Le plaisir de lire et l’exclusion sociale …

[1]« Pour toute une série d’enfants, d’adolescents et d’adultes, l’apprentissage de la lecture est aujourd’hui perçu dans un système qui ne le valorise pas au plan de la construction identitaire…bien au contraire. Dès lors, notre argumentation sur l’utilité de la lecture ne touche guère aux ressorts de la personnalité. La justification sociale du lire ne suffit pas à en faire entendre l’importance. » in Philippe Meirieu « Illettrisme et exclusion »[2].

1. « Chantier » et l’exclusion sociale

Depuis sa création en 1984, il y a 25 ans déjà, l’objet social de l’ASBL « Chantier » est la lutte contre l’exclusion sociale. En proposant à des jeunes adultes, exclus de l’emploi, un parcours de formation professionnelle et de qualification et en accompagnant cette formation « technique » par un encadrement psycho-social, « Chantier » a fait œuvre de pionnier avec quelques autres associations de Wallonie.

Avec la collaboration de ces associations, un statut a pu être mis en place par les pouvoirs publics. Cette reconnaissance permet de subsidier cette tâche d’utilité publique : ce fut les entreprises d’apprentissage professionnel (E.A.P.) d’abord, les entreprises de formation par le travail (E.F.T.), actuellement.

Il faut bien reconnaître que cette mission de qualification et de formation sociale et professionnelle est une mission « curative ». C’est une mission de « rattrapage » et de « repêchage » social.
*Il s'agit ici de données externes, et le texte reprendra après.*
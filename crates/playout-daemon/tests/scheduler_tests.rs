mod common;

use std::sync::Arc;
use std::time::Duration;

use common::{link, EngineCall, FlakyStore, Harness};
use playout_daemon::core::SchedulerEvent;
use playout_daemon::store::{LocalStore, RequestStore};
use playout_daemon::BroadcastMessage;
use playout_proto::protocol::Command;
use playout_proto::request::{Completion, FailureKind, NewRequest, RequestStatus};
use rand::rngs::StdRng;
use rand::{Rng, SeedableRng};

const SONG_A: &str = "aaaaaaaaaaa";
const SONG_B: &str = "bbbbbbbbbbb";
const SONG_C: &str = "ccccccccccc";

fn played() -> RequestStatus {
    RequestStatus::Completed(Completion::Played)
}

fn failure_kind(status: &RequestStatus) -> Option<FailureKind> {
    match status {
        RequestStatus::Completed(Completion::Failed(f)) => Some(f.kind),
        _ => None,
    }
}

#[tokio::test(start_paused = true)]
async fn songs_play_oldest_first_one_at_a_time() {
    let h = Harness::start(true).await;
    let a = h.song(&link(SONG_A)).await;
    let b = h.song(&link(SONG_B)).await;

    assert_eq!(h.status(a).await, RequestStatus::Playing);
    assert_eq!(h.status(b).await, RequestStatus::Pending);
    assert_eq!(h.calls(), vec![EngineCall::Play(SONG_A.into())]);

    h.video.ready();
    h.settle().await;
    h.video.end();
    h.settle().await;

    assert_eq!(h.status(a).await, played());
    assert_eq!(h.status(b).await, RequestStatus::Playing);
    assert_eq!(h.calls().last(), Some(&EngineCall::Play(SONG_B.into())));
    h.shutdown().await;
}

#[tokio::test(start_paused = true)]
async fn announcement_preempts_song_which_then_restarts() {
    let h = Harness::start(true).await;
    let song = h.song(&link(SONG_A)).await;
    h.video.ready();
    h.settle().await;

    let notice = h.announce("Lunch is served in hall B").await;

    assert_eq!(h.status(song).await, RequestStatus::Pending);
    assert_eq!(h.status(notice).await, RequestStatus::Playing);
    assert_eq!(
        h.calls(),
        vec![
            EngineCall::Play(SONG_A.into()),
            EngineCall::StopVideo,
            EngineCall::Speak("Lunch is served in hall B".into()),
        ]
    );

    h.speech.finish();
    h.settle().await;

    assert_eq!(h.status(notice).await, played());
    assert_eq!(h.status(song).await, RequestStatus::Playing);
    assert_eq!(h.calls().last(), Some(&EngineCall::Play(SONG_A.into())));
    h.shutdown().await;
}

#[tokio::test(start_paused = true)]
async fn announcements_jump_the_queue_but_not_each_other() {
    let h = Harness::start(false).await;
    let song = h.song(&link(SONG_A)).await;
    let first = h.announce("first").await;
    let second = h.announce("second").await;

    let view = h.state.get_state().await;
    let order: Vec<_> = view.queue.iter().map(|r| r.id).collect();
    assert_eq!(order, vec![first, second, song]);

    h.command(Command::SetAutoPlay { enabled: true }).await;
    assert_eq!(h.status(first).await, RequestStatus::Playing);

    h.speech.finish();
    h.settle().await;
    assert_eq!(h.status(second).await, RequestStatus::Playing);
    assert_eq!(h.status(song).await, RequestStatus::Pending);
    h.shutdown().await;
}

#[tokio::test(start_paused = true)]
async fn announcement_safety_timeout_fires_at_exactly_five_seconds() {
    let h = Harness::start(true).await;
    let notice = h.announce("The raffle starts now").await;
    assert_eq!(h.status(notice).await, RequestStatus::Playing);

    h.advance(Duration::from_millis(4_999)).await;
    assert_eq!(h.status(notice).await, RequestStatus::Playing);
    assert!(!h.calls().contains(&EngineCall::CancelSpeech));

    h.advance(Duration::from_millis(1)).await;
    assert_eq!(h.status(notice).await, played());
    assert_eq!(h.calls().last(), Some(&EngineCall::CancelSpeech));
    assert!(h.playing().await.is_empty());
    h.shutdown().await;
}

#[tokio::test(start_paused = true)]
async fn speech_engine_error_fails_the_announcement() {
    let h = Harness::start(true).await;
    let notice = h.announce("hello").await;
    let song = h.song(&link(SONG_A)).await;

    h.speech
        .signal(playout_daemon::engine::EngineSignal::Error("synth crashed".into()));
    h.settle().await;

    assert_eq!(
        failure_kind(&h.status(notice).await),
        Some(FailureKind::EngineError)
    );
    assert_eq!(h.status(song).await, RequestStatus::Playing);
    h.shutdown().await;
}

#[tokio::test(start_paused = true)]
async fn unparseable_song_fails_without_taking_playback_time() {
    let h = Harness::start(true).await;
    let bad = h.song("my favourite song, please").await;
    assert_eq!(
        failure_kind(&h.status(bad).await),
        Some(FailureKind::PayloadParse)
    );
    assert!(h.calls().is_empty());

    h.command(Command::SetAutoPlay { enabled: false }).await;
    let bad = h.song("ftp://example.com/song.mp3").await;
    let good = h.song(&link(SONG_B)).await;
    h.command(Command::SetAutoPlay { enabled: true }).await;

    // Same evaluation pass: no clock movement, no engine call for the bad one.
    let record = h.store.get(bad).await.unwrap();
    assert_eq!(failure_kind(&record.status), Some(FailureKind::PayloadParse));
    assert_eq!(record.started_at, None);
    assert_eq!(h.status(good).await, RequestStatus::Playing);
    assert_eq!(h.calls(), vec![EngineCall::Play(SONG_B.into())]);
    h.shutdown().await;
}

#[tokio::test(start_paused = true)]
async fn song_ready_timeout_fires_at_exactly_ten_seconds() {
    let h = Harness::start(true).await;
    let song = h.song(&link(SONG_A)).await;
    let next = h.song(&link(SONG_B)).await;

    h.advance(Duration::from_millis(9_999)).await;
    assert_eq!(h.status(song).await, RequestStatus::Playing);

    h.advance(Duration::from_millis(1)).await;
    assert_eq!(
        failure_kind(&h.status(song).await),
        Some(FailureKind::EngineTimeout)
    );
    assert_eq!(
        h.calls(),
        vec![
            EngineCall::Play(SONG_A.into()),
            EngineCall::StopVideo,
            EngineCall::Play(SONG_B.into()),
        ]
    );
    assert_eq!(h.status(next).await, RequestStatus::Playing);
    h.shutdown().await;
}

#[tokio::test(start_paused = true)]
async fn ready_song_has_no_deadline() {
    let h = Harness::start(true).await;
    let song = h.song(&link(SONG_A)).await;
    h.video.ready();
    h.settle().await;

    h.advance(Duration::from_secs(600)).await;
    assert_eq!(h.status(song).await, RequestStatus::Playing);

    h.video.end();
    h.settle().await;
    assert_eq!(h.status(song).await, played());
    h.shutdown().await;
}

#[tokio::test(start_paused = true)]
async fn video_engine_error_fails_song_and_moves_on() {
    let h = Harness::start(true).await;
    let song = h.song(&link(SONG_A)).await;
    let next = h.song(&link(SONG_B)).await;
    h.video.ready();
    h.settle().await;

    h.video.error("video unavailable");
    h.settle().await;

    let status = h.status(song).await;
    assert_eq!(failure_kind(&status), Some(FailureKind::EngineError));
    if let RequestStatus::Completed(Completion::Failed(f)) = status {
        assert!(f.detail.contains("video unavailable"));
    }
    assert_eq!(h.status(next).await, RequestStatus::Playing);
    h.shutdown().await;
}

#[tokio::test(start_paused = true)]
async fn auto_play_off_keeps_current_session_but_starts_nothing() {
    let h = Harness::start(true).await;
    let song = h.song(&link(SONG_A)).await;
    h.video.ready();
    h.settle().await;

    h.command(Command::SetAutoPlay { enabled: false }).await;
    assert_eq!(h.status(song).await, RequestStatus::Playing);

    let notice = h.announce("no preemption while paused").await;
    assert_eq!(h.status(song).await, RequestStatus::Playing);
    assert_eq!(h.status(notice).await, RequestStatus::Pending);
    assert!(!h.calls().contains(&EngineCall::StopVideo));

    h.video.end();
    h.settle().await;
    assert_eq!(h.status(song).await, played());
    assert_eq!(h.status(notice).await, RequestStatus::Pending);
    assert!(h.playing().await.is_empty());

    h.command(Command::SetAutoPlay { enabled: true }).await;
    assert_eq!(h.status(notice).await, RequestStatus::Playing);
    h.shutdown().await;
}

#[tokio::test(start_paused = true)]
async fn skip_marks_skipped_and_starts_next() {
    let h = Harness::start(true).await;
    let song = h.song(&link(SONG_A)).await;
    let next = h.song(&link(SONG_B)).await;
    h.video.ready();
    h.settle().await;

    h.command(Command::Skip).await;

    assert_eq!(
        h.status(song).await,
        RequestStatus::Completed(Completion::Skipped)
    );
    assert_eq!(h.status(next).await, RequestStatus::Playing);
    assert_eq!(
        &h.calls()[1..],
        &[EngineCall::StopVideo, EngineCall::Play(SONG_B.into())]
    );
    h.shutdown().await;
}

#[tokio::test(start_paused = true)]
async fn skip_when_idle_is_a_no_op() {
    let h = Harness::start(false).await;
    let song = h.song(&link(SONG_A)).await;
    h.command(Command::Skip).await;
    assert_eq!(h.status(song).await, RequestStatus::Pending);
    assert!(h.calls().is_empty());
    h.shutdown().await;
}

#[tokio::test(start_paused = true)]
async fn duplicate_notifications_do_not_restart_playback() {
    let h = Harness::start(true).await;
    h.song(&link(SONG_A)).await;
    for _ in 0..5 {
        h.events.send(SchedulerEvent::StoreChanged).await.unwrap();
    }
    h.settle().await;
    assert_eq!(h.plays(), 1);
    h.shutdown().await;
}

#[tokio::test(start_paused = true)]
async fn lost_completion_write_is_reapplied_on_next_pass() {
    let store = Arc::new(FlakyStore::new());
    let h = Harness::with_store(store.clone(), true).await;
    let mut broadcasts = h.broadcasts.subscribe();

    let song = h.song(&link(SONG_A)).await;
    let next = h.song(&link(SONG_B)).await;
    h.video.ready();
    h.settle().await;

    store.fail_next_updates(1);
    h.video.end();
    h.settle().await;

    let mut saw_error = false;
    while let Ok(msg) = broadcasts.try_recv() {
        if matches!(msg, BroadcastMessage::Error(ref m) if m.contains("disk full")) {
            saw_error = true;
        }
    }
    assert!(saw_error);

    assert_eq!(h.status(song).await, played());
    assert_eq!(h.status(next).await, RequestStatus::Playing);
    assert_eq!(h.playing().await, vec![next]);
    assert_eq!(h.plays(), 2);

    let view = h.state.get_state().await;
    assert_eq!(view.now_playing.unwrap().request.id, next);
    assert!(view.last_error.is_none());

    h.video.end();
    h.settle().await;
    assert_eq!(h.status(next).await, played());
    assert_eq!(h.plays(), 2);
    h.shutdown().await;
}

#[tokio::test(start_paused = true)]
async fn last_error_stays_until_store_catches_up() {
    let store = Arc::new(FlakyStore::new());
    let h = Harness::with_store(store.clone(), true).await;

    let song = h.song(&link(SONG_A)).await;
    let next = h.song(&link(SONG_B)).await;
    h.video.ready();
    h.settle().await;

    store.fail_next_updates(usize::MAX);
    h.video.end();
    h.settle().await;

    // Nothing reached the store, but playback moved on.
    assert_eq!(h.status(song).await, RequestStatus::Playing);
    assert_eq!(h.status(next).await, RequestStatus::Pending);
    assert_eq!(h.plays(), 2);
    let view = h.state.get_state().await;
    assert!(view.last_error.unwrap().contains("disk full"));
    assert_eq!(view.now_playing.unwrap().request.id, next);

    store.fail_next_updates(0);
    h.events.send(SchedulerEvent::StoreChanged).await.unwrap();
    h.settle().await;

    assert_eq!(h.status(song).await, played());
    assert_eq!(h.playing().await, vec![next]);
    assert!(h.state.get_state().await.last_error.is_none());
    assert_eq!(h.plays(), 2);
    h.shutdown().await;
}

#[tokio::test(start_paused = true)]
async fn preempted_song_survives_lost_requeue_write() {
    let store = Arc::new(FlakyStore::new());
    let h = Harness::with_store(store.clone(), true).await;

    let song = h.song(&link(SONG_A)).await;
    h.video.ready();
    h.settle().await;

    store.fail_next_updates(1);
    let notice = h.announce("Team 4 to the stage").await;

    assert_eq!(h.status(song).await, RequestStatus::Pending);
    assert_eq!(h.status(notice).await, RequestStatus::Playing);
    assert_eq!(h.playing().await, vec![notice]);
    assert!(h.state.get_state().await.last_error.is_none());

    h.speech.finish();
    h.settle().await;
    assert_eq!(h.status(notice).await, played());
    assert_eq!(h.status(song).await, RequestStatus::Playing);
    assert_eq!(h.plays(), 2);
    h.shutdown().await;
}

#[tokio::test(start_paused = true)]
async fn natural_end_racing_shutdown_is_recorded() {
    let h = Harness::start(true).await;
    let song = h.song(&link(SONG_A)).await;
    h.video.ready();
    h.settle().await;

    let store = h.store.clone();
    // The session ends on its own before its report reaches the loop.
    h.video.end();
    h.shutdown().await;

    assert_eq!(store.get(song).await.unwrap().status, played());
}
C’est parce que d’autres institutions sociales ont échoué dans leur mission de base que des jeunes adultes aboutissent chez nous. Si les associations, comme la nôtre, ont autant de travail, c’est parce qu’à l’aune de leur vie d’adulte, nos stagiaires n’ont ni diplôme ni qualification professionnelle. Parfois, ils savent à peine lire et/ou écrire. Pourquoi en est-on arrivé là ? Que s’est-il donc passé ?

2. La faillite de l’école

Il faut bien reconnaître que dans nos sociétés développées, où la scolarité est obligatoire jusqu’à 18 ans, il y a une part significative de jeunes élèves – environ 10% – qui décrochent totalement de l’école.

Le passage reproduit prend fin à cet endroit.